The women's 400 metre freestyle event at the 2020 Summer Olympics was held from 25 to 26 July 2021 at the Tokyo Aquatics Centre. It was the event's twenty-third consecutive appearance, having been held at every edition since 1924.

Summary 
In one of the most anticipated races at these Games, Australia's Ariarne Titmus came from behind to hand the U.S.' defending Olympic champion Katie Ledecky her first-ever individual Olympic loss and become the first Australian to win the event since Shane Gould in 1972. Trailing Ledecky by nearly a body length at the halfway mark, Titmus launched a blistering final hundred to win the gold in 3:56.69, registering the second fastest time in history. While Ledecky took the early lead, she was unable to overtake Titmus in the final lap, settling for the silver in 3:57.36.

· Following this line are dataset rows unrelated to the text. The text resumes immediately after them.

//! Permanent records
//!
//! What a committed session turns into. These are owned by the account side
//! of the system; onboarding only ever creates them through a
//! [`CommitTx`](crate::store::CommitTx).

use chrono::{DateTime, Utc};
use serde::{Deserialize, Serialize};
use uuid::Uuid;

macro_rules! record_id {
    ($name:ident, $prefix:literal) => {
        #[derive(Clone, Debug, PartialEq, Eq, Hash, Serialize, Deserialize)]
        #[serde(transparent)]
        pub struct $name(String);

        impl $name {
            pub fn new() -> Self {
                Self(format!(concat!($prefix, "_{}"), Uuid::new_v4().simple()))
            }

            pub fn as_str(&self) -> &str {
                &self.0
            }
        }

        impl Default for $name {
            fn default() -> Self {
                Self::new()
            }
        }

        impl std::fmt::Display for $name {
            fn fmt(&self, f: &mut std::fmt::Formatter<'_>) -> std::fmt::Result {
                f.write_str(&self.0)
            }
        }
    };
}

record_id!(UserId, "usr");
record_id!(WorkspaceId, "wrk");
record_id!(BusinessId, "biz");
record_id!(SubscriptionId, "sub");

#[derive(Clone, Debug, PartialEq, Eq, Serialize, Deserialize)]
pub struct User {
    pub id: UserId,
    pub email: String,
    pub first_name: String,
    pub last_name: String,
    #[serde(skip_serializing)]
    pub password_hash: Option<String>,
    pub email_verified: bool,
    pub created_at: DateTime<Utc>,
}

#[derive(Clone, Debug, PartialEq, Eq, Serialize, Deserialize)]
pub struct Workspace {
    pub id: WorkspaceId,
    pub owner_id: UserId,
    pub created_at: DateTime<Utc>,
}

#[derive(Clone, Debug, PartialEq, Eq, Serialize, Deserialize)]
pub struct Business {
    pub id: BusinessId,
    pub workspace_id: WorkspaceId,
    pub name: String,
    pub descriptor: String,
    pub country: String,
    pub currency: String,
    pub created_at: DateTime<Utc>,
}

#[derive(Clone, Debug, PartialEq, Eq, Serialize, Deserialize)]
pub struct Subscription {
    pub id: SubscriptionId,
    pub workspace_id: WorkspaceId,
    pub plan_id: String,
    /// Provider subscription reference, for paid plans
    pub gateway_subscription: Option<String>,
    pub gateway_customer: Option<String>,
    pub created_at: DateTime<Utc>,
}

/// Identifiers created by a successful commit
#[derive(Clone, Debug, PartialEq, Eq, Serialize, Deserialize)]
pub struct CommitReceipt {
    pub user_id: UserId,
    pub workspace_id: WorkspaceId,
    pub business_id: BusinessId,
    pub subscription_id: SubscriptionId,
    /// True when the user record already existed and was attached
    pub existing_user: bool,
}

Meanwhile, China's Li Bingjie reset her Asian Record for the second time in as many days to take the bronze nearly four seconds back in 4:01.08. Whilst Canada's Summer McIntosh was third at the final turn, she faded down the stretch to finish fourth in a Canadian Record of 4:02.42. China's Tang Muhan (4:04.10), Germany's Isabel Gose (4:04.98), the U.S. Paige Madden (4:06.81) and New Zealand's Erika Fairweather (4:08:81) rounded out the championship field, with all four swimmers slower than their preliminary times.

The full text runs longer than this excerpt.